### Listed records
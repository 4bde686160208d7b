//! Graph capability traits, visit maps and the walker abstraction.
//!
//! Algorithms in this crate never name a concrete graph type. They declare the
//! minimal set of capabilities they need as generic bounds:
//!
//! | Capability | Trait |
//! |------------|-------|
//! | node / edge identity | `GraphBase`, `GraphRef` |
//! | node / edge data | `Data`, `DataMap`, `IntoNodeReferences` |
//! | counts | `NodeCount`, `EdgeCount` |
//! | dense indices | `NodeIndexable`, `EdgeIndexable`, `NodeCompactIndexable` |
//! | neighbors | `IntoNeighbors`, `IntoNeighborsDirected` |
//! | edges | `IntoEdgeReferences`, `IntoEdges`, `IntoEdgesDirected`, `EdgeEndpoints` |
//! | nodes | `IntoNodeIdentifiers` |
//! | directedness | `GraphProp` |
//! | O(1) adjacency | `GetAdjacencyMatrix` |
//! | visited sets | `Visitable`, `VisitMap` |
//!
//! Concrete graphs and adaptors implement only the traits they can honestly
//! support; a missing capability is a compile error at the call site.

pub(crate) mod into;
pub(crate) mod traits;
pub(crate) mod visited;
pub(crate) mod walker;

pub use into::{
    EdgeRef, IntoEdgeReferences, IntoEdges, IntoEdgesDirected, IntoNeighbors,
    IntoNeighborsDirected, IntoNodeIdentifiers, IntoNodeReferences, NodeRef,
};
pub use traits::{
    Data, DataMap, EdgeCount, EdgeEndpoints, EdgeIndexable, GetAdjacencyMatrix, GraphBase,
    GraphProp, GraphRef, NodeCompactIndexable, NodeCount, NodeIndexable, Visitable,
};
pub use visited::{KeyedVisitMap, VisitMap, VisitedBits};
pub use walker::{Walker, WalkerIter};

### Exercise requirements
Check each line of the material for "IntoNodeReferences". Copy the ones that have it.

### Task output
//! | node / edge data | `Data`, `DataMap`, `IntoNodeReferences` |
    IntoNeighborsDirected, IntoNodeIdentifiers, IntoNodeReferences, NodeRef,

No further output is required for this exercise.